Hummingbirds' bills and tongues have been exquisitely honed by evolution to feed on the nectar inside tropical South America's slender flowers.
But new research from the University of California, Berkeley, has spotted an adaptation emerging among some male hummingbirds.
A growing population appears to be evolving weaponised bills – beaks that are straighter and have teeth – making them less efficient feeders but more ferocious fighters.
Using high-speed video cameras, the scientists' have spotted male hummingbirds pulling at each other's feathers, pinching their skin, and wrestling rivals away from the best feeding spots.
For the first time, the researchers have captured hummingbirds' fencing and feeding strategies in slow motion, allowing them to assess the trade-offs between being optimised for fighting rather than feeding.
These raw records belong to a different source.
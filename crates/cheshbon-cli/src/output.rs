use std::io::Write;

use serde::Serialize;
use termcolor::{Color, ColorChoice, ColorSpec, StandardStream, WriteColor};

pub fn print_json<T: Serialize>(value: &T) -> anyhow::Result<()> {
    let s = serde_json::to_string_pretty(value)?;
    println!("{s}");
    Ok(())
}

pub fn eprintln_line(msg: &str) {
    let _ = writeln!(std::io::stderr(), "{msg}");
}

/// Colored one-line verdict on stderr; stdout stays machine-readable.
pub fn print_verdict(ok: bool, label: &str) {
    let mut stream = StandardStream::stderr(ColorChoice::Auto);
    let mut spec = ColorSpec::new();
    spec.set_fg(Some(if ok { Color::Green } else { Color::Red }))
        .set_bold(true);
    let _ = stream.set_color(&spec);
    let _ = write!(stream, "{}", if ok { "ok" } else { "failed" });
    let _ = stream.reset();
    let _ = writeln!(stream, ": {label}");
}
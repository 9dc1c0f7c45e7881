//! Content hashing over canonical JSON.
//!
//! All digests are SHA-256 of the canonical form from [`crate::canonical`].
//! Digests exported by the engine are prefixed `sha256:`; file-format
//! digests (`impl_fingerprint.digest`, parse-then-hash of documents) are
//! bare 64-hex. No implicit defaults: hashing is always sha256 here.

use serde_json::{Map, Value};
use sha2::{Digest, Sha256};

use crate::canonical::canonical_dumps;
use crate::errors::{CheshbonError, CheshbonResult};

/// Digest prefix used by all engine-level hashes.
pub const SHA256_PREFIX: &str = "sha256:";

/// Hash raw bytes and return lowercase hex.
pub fn hash_bytes_hex(bytes: &[u8]) -> String {
    hex::encode(Sha256::digest(bytes))
}

/// SHA-256 of the canonical JSON form, prefixed `sha256:`.
pub fn sha256_canonical(value: &Value) -> CheshbonResult<String> {
    let canonical = canonical_dumps(value)?;
    Ok(format!(
        "{SHA256_PREFIX}{}",
        hash_bytes_hex(canonical.as_bytes())
    ))
}

/// Hash transform params. An absent mapping digests as the empty mapping,
/// so "no params" and `{}` are the same content.
pub fn hash_params(params: Option<&Map<String, Value>>) -> CheshbonResult<String> {
    let value = match params {
        Some(map) => Value::Object(map.clone()),
        None => Value::Object(Map::new()),
    };
    sha256_canonical(&value)
}

/// Parse a JSON document and hash the parse, not the file bytes, so
/// pretty-printed and minified documents with the same semantic content
/// digest identically. Returns bare 64-hex (file-format convention).
pub fn sha256_canonical_parsed(json_bytes: &[u8]) -> CheshbonResult<String> {
    let value: Value = serde_json::from_slice(json_bytes)
        .map_err(|e| CheshbonError::serialization(format!("failed to parse JSON: {e}")))?;
    let canonical = canonical_dumps(&value)?;
    Ok(hash_bytes_hex(canonical.as_bytes()))
}

/// Short content id (first 8 hex of the canonical digest), used for
/// `evt:`/`iss:` identifiers inside all-details reports.
pub fn short_digest(value: &Value) -> CheshbonResult<String> {
    let canonical = canonical_dumps(value)?;
    let full = hash_bytes_hex(canonical.as_bytes());
    Ok(full[..8].to_string())
}

/// Validate a bare 64-hex sha256 digest.
pub fn is_hex_digest(digest: &str) -> bool {
    digest.len() == 64 && digest.chars().all(|c| c.is_ascii_hexdigit())
}

/// Validate a `sha256:`-prefixed digest.
pub fn is_prefixed_digest(digest: &str) -> bool {
    digest
        .strip_prefix(SHA256_PREFIX)
        .is_some_and(is_hex_digest)
}

#[cfg(test)]
mod tests {
    use super::*;
    use serde_json::json;

    #[test]
    fn canonical_hash_stable() {
        let v = json!({"b": 1, "a": 2});
        let h1 = sha256_canonical(&v).unwrap();
        let h2 = sha256_canonical(&v).unwrap();
        assert_eq!(h1, h2);
        assert!(h1.starts_with("sha256:"));
        assert_eq!(h1.len(), 71);
    }

    #[test]
    fn key_order_does_not_matter() {
        let a = json!({"x": 1, "y": {"p": [1, 2], "q": "s"}});
        let b = json!({"y": {"q": "s", "p": [1, 2]}, "x": 1});
        assert_eq!(
            sha256_canonical(&a).unwrap(),
            sha256_canonical(&b).unwrap()
        );
    }

    #[test]
    fn absent_params_hash_like_empty_mapping() {
        let empty = Map::new();
        assert_eq!(
            hash_params(None).unwrap(),
            hash_params(Some(&empty)).unwrap()
        );
    }

    #[test]
    fn parse_then_hash_ignores_formatting() {
        let minified = br#"{"a":1,"b":[2,3]}"#;
        let pretty = b"{\n  \"b\": [2, 3],\n  \"a\": 1\n}";
        assert_eq!(
            sha256_canonical_parsed(minified).unwrap(),
            sha256_canonical_parsed(pretty).unwrap()
        );
    }

    #[test]
    fn short_digest_is_eight_hex() {
        let id = short_digest(&json!({"k": "v"})).unwrap();
        assert_eq!(id.len(), 8);
        assert!(id.chars().all(|c| c.is_ascii_hexdigit()));
    }

    #[test]
    fn digest_shape_validators() {
        assert!(is_hex_digest(&"a".repeat(64)));
        assert!(!is_hex_digest(&"a".repeat(63)));
        assert!(!is_hex_digest(&"g".repeat(64)));
        assert!(is_prefixed_digest(&format!("sha256:{}", "0".repeat(64))));
        assert!(!is_prefixed_digest(&"0".repeat(64)));
    }
}
#[allow(clippy::too_many_arguments)]
fn check_witness_invariants(
    report: &Value,
    result: &DiffResult,
    graph_v1: &DependencyGraph,
    graph_v2: &DependencyGraph,
    inputs: &DoctorInputs,
    mode: DoctorMode,
    ok: &mut bool,
    details: &mut Map<String, Value>,
) {
    let empty = Map::new();
    let report_details = report
        .get("details")
        .and_then(Value::as_object)
        .unwrap_or(&empty);
    let witnesses = report_details
        .get("witnesses")
        .and_then(Value::as_object)
        .cloned()
        .unwrap_or_default();

    let expected_ids: BTreeSet<String> = expected_witness_ids(result).into_iter().collect();
    let witness_ids: BTreeSet<String> = witnesses.keys().cloned().collect();
    let unexpected: Vec<&String> = witness_ids.difference(&expected_ids).collect();
    if !unexpected.is_empty() {
        *ok = false;
        details.insert(
            "unexpected_witness_ids".to_string(),
            serde_json::json!(unexpected),
        );
    }

    let event_map: BTreeMap<&str, &Value> = report_details
        .get("event_index")
        .and_then(Value::as_array)
        .map(|entries| {
            entries
                .iter()
                .filter_map(|e| e.get("event_id").and_then(Value::as_str).map(|id| (id, e)))
                .collect()
        })
        .unwrap_or_default();
    let issue_map: BTreeMap<&str, &Value> = report_details
        .get("issues_index")
        .and_then(Value::as_array)
        .map(|entries| {
            entries
                .iter()
                .filter_map(|i| i.get("issue_id").and_then(Value::as_str).map(|id| (id, i)))
                .collect()
        })
        .unwrap_or_default();

    let allowed_v1_reasons = [
        "MISSING_INPUT",
        "DIRECT_CHANGE_MISSING_INPUT",
        "TRANSITIVE_DEPENDENCY",
    ];

    let distance_ids: BTreeSet<String> =
        select_distance_ids(&witnesses, mode).into_iter().collect();
    let mut distance_failed: Vec<String> = Vec::new();

    for (var_id, witness) in &witnesses {
        let reason = witness_str(witness, "reason").unwrap_or("");
        let expected_reason = result.reasons.get(var_id).map(|r| r.as_str());
        if expected_reason != Some(reason) {
            *ok = false;
            push_detail(details, "reason_mismatch", Value::String(var_id.clone()));
        }

        let root_ids = witness_list(witness, "root_cause_ids");
        let predecessor = witness_str(witness, "predecessor").map(str::to_string);
        let distance = witness.get("distance").and_then(Value::as_u64).unwrap_or(0);
        let trig_events = witness_list(witness, "triggering_event_ids");
        let trig_issues = witness_list(witness, "triggering_issue_ids");

        // Root causes exist in graph v2 (or v1 for removed/missing reasons).
        for root_id in &root_ids {
            if graph_v2.contains(root_id) {
                continue;
            }
            if allowed_v1_reasons.contains(&reason) && graph_v1.contains(root_id) {
                continue;
            }
            *ok = false;
            push_detail(
                details,
                "invalid_root_cause_id",
                Value::String(root_id.clone()),
            );
        }

        // Event/issue linkage matches the reason class.
        if NO_EVENT_REASONS.contains(&reason) {
            if !trig_events.is_empty() {
                *ok = false;
                push_detail(details, "event_linkage", Value::String(var_id.clone()));
            }
        } else if !trig_issues.is_empty() {
            *ok = false;
            push_detail(details, "issue_linkage", Value::String(var_id.clone()));
        }
        if ISSUE_BACKED_REASONS.contains(&reason) && trig_issues.is_empty() {
            *ok = false;
            push_detail(details, "missing_issue_links", Value::String(var_id.clone()));
        }

        // Referenced ids exist in the indexes.
        for event_id in &trig_events {
            if !event_map.contains_key(event_id.as_str()) {
                *ok = false;
                push_detail(details, "missing_event_ids", Value::String(event_id.clone()));
            }
        }
        for issue_id in &trig_issues {
            if !issue_map.contains_key(issue_id.as_str()) {
                *ok = false;
                push_detail(details, "missing_issue_ids", Value::String(issue_id.clone()));
            }
        }

        let transform_ref = inputs
            .spec_v2
            .derived_by_id(var_id)
            .or_else(|| inputs.spec_v1.derived_by_id(var_id))
            .map(|d| d.transform_ref.clone());

        // Event relevance.
        for event_id in &trig_events {
            let Some(event) = event_map.get(event_id.as_str()) else {
                continue;
            };
            let element_id = event.get("element_id").and_then(Value::as_str).unwrap_or("");
            let relevant = match reason {
                "DIRECT_CHANGE" | "DIRECT_CHANGE_MISSING_INPUT" => element_id == var_id,
                "MISSING_INPUT" | "TRANSITIVE_DEPENDENCY" => {
                    root_ids.iter().any(|r| r == element_id)
                }
                "TRANSFORM_IMPL_CHANGED" | "TRANSFORM_REMOVED" => {
                    element_id == var_id || Some(element_id) == transform_ref.as_deref()
                }
                _ => true,
            };
            if !relevant {
                *ok = false;
                push_detail(details, "irrelevant_event", Value::String(var_id.clone()));
            }
        }

        // Issue relevance.
        for issue_id in &trig_issues {
            let Some(issue) = issue_map.get(issue_id.as_str()) else {
                continue;
            };
            let issue_type = issue.get("issue_type").and_then(Value::as_str).unwrap_or("");
            let element_id = issue.get("element_id").and_then(Value::as_str).unwrap_or("");
            let affected_id = issue
                .get("details")
                .and_then(|d| d.get("affected_id"))
                .and_then(Value::as_str)
                .unwrap_or("");
            let relevant = match reason {
                "MISSING_BINDING" | "AMBIGUOUS_BINDING" => {
                    issue_type == reason
                        && root_ids.iter().any(|r| r == element_id)
                        && affected_id == var_id
                }
                "MISSING_TRANSFORM_REF" => {
                    issue_type == reason
                        && Some(element_id) == transform_ref.as_deref()
                        && affected_id == var_id
                }
                _ => true,
            };
            if !relevant {
                *ok = false;
                push_detail(details, "irrelevant_issue", Value::String(var_id.clone()));
            }
        }

        // Predecessor must be an actual graph edge.
        if let Some(pred) = &predecessor {
            let deps_v2 = graph_v2.dependencies(var_id);
            let deps_v1 = graph_v1.dependencies(var_id);
            if !deps_v2.contains(pred) && !deps_v1.contains(pred) {
                *ok = false;
                push_detail(details, "invalid_predecessor", Value::String(var_id.clone()));
            }
        }

        // Bounded distance consistency.
        if distance_ids.contains(var_id) {
            if ZERO_DISTANCE_REASONS.contains(&reason) && distance != 0 {
                *ok = false;
                distance_failed.push(var_id.clone());
            } else if distance > 0 {
                let mut any_path_matches = false;
                for root_id in &root_ids {
                    let graph = if graph_v2.contains(root_id) {
                        graph_v2
                    } else {
                        graph_v1
                    };
                    if let Some(path) = graph.dependency_path(root_id, var_id) {
                        if (path.len() - 1) as u64 == distance {
                            any_path_matches = true;
                            break;
                        }
                    }
                }
                if !any_path_matches {
                    *ok = false;
                    distance_failed.push(var_id.clone());
                }
            }
            if distance == 1 && predecessor.is_some() && !root_ids.is_empty() {
                let pred = predecessor.as_deref().unwrap_or("");
                if !root_ids.iter().any(|r| r == pred) {
                    *ok = false;
                    push_detail(
                        details,
                        "root_predecessor_mismatch",
                        Value::String(var_id.clone()),
                    );
                }
            }
        }
    }

    // Distance-check metadata is always recorded when anything was swept.
    if !distance_ids.is_empty() {
        details.insert(
            "distance_check_mode".to_string(),
            Value::String(mode.as_str().to_string()),
        );
        details.insert(
            "distance_check_n".to_string(),
            Value::from(if mode == DoctorMode::Strict {
                distance_ids.len() as u64
            } else {
                DISTANCE_SAMPLE_N as u64
            }),
        );
        details.insert(
            "distance_check_rule_id".to_string(),
            Value::String(
                if mode == DoctorMode::Strict {
                    "strict:all".to_string()
                } else {
                    DISTANCE_RULE_ID.to_string()
                },
            ),
        );
        details.insert(
            "distance_checked_ids_count".to_string(),
            Value::from(distance_ids.len() as u64),
        );
        if !distance_failed.is_empty() {
            distance_failed.sort();
            distance_failed.dedup();
            let mut sample: Vec<String> = distance_failed.iter().take(2).cloned().collect();
            if distance_failed.len() > 2 {
                sample.extend(
                    distance_failed[distance_failed.len().saturating_sub(2)..]
                        .iter()
                        .cloned(),
                );
            }
            details.insert(
                "distance_failed_ids_sample".to_string(),
                serde_json::json!(sample),
            );
        }
    }
}
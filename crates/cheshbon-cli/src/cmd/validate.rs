use std::path::Path;

use anyhow::Result;

use cheshbon_core::api::validate;

use crate::{io, output};

pub fn run(
    spec: &Path,
    registry: Option<&Path>,
    bindings: Option<&Path>,
    raw_schema: Option<&Path>,
) -> Result<u8> {
    // validate() consumes raw documents: structural failures must surface
    // as coded issues, not as CLI errors.
    let spec_value = io::read_json(spec)?;
    let registry_value = registry.map(io::read_json).transpose()?;
    let bindings_value = bindings.map(io::read_json).transpose()?;
    let raw_schema_value = raw_schema.map(io::read_json).transpose()?;

    let result = validate(
        &spec_value,
        registry_value.as_ref(),
        bindings_value.as_ref(),
        raw_schema_value.as_ref(),
    );

    output::print_json(&result)?;
    output::print_verdict(
        result.ok,
        &format!(
            "{} error(s), {} warning(s)",
            result.errors.len(),
            result.warnings.len()
        ),
    );
    Ok(if result.ok { 0 } else { 2 })
}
"We understand hummingbirds' lives as being all about drinking efficiently from flowers, but then suddenly we see these weird morphologies – stiff bills, hooks and serrations like teeth – that don't make any sense in terms of nectar collection efficiency," said Dr Alejandro Rico-Guevara, the lead scientist on the project from UC Berkeley.
"Looking at these bizarre bill tips, you would never expect that they're from a hummingbird or that they would be useful to squeeze the tongue," added Dr Rico-Guevara.
In some species of hummingbird, the females have curved bills which can easily slip inside the curved bells of flowers, but the males' beaks are straighter and better for poking – forcing them to feed on different flowers.
"It is all about feeding efficiency in flowers versus proficiency in fighting," Dr Rico-Guevara said.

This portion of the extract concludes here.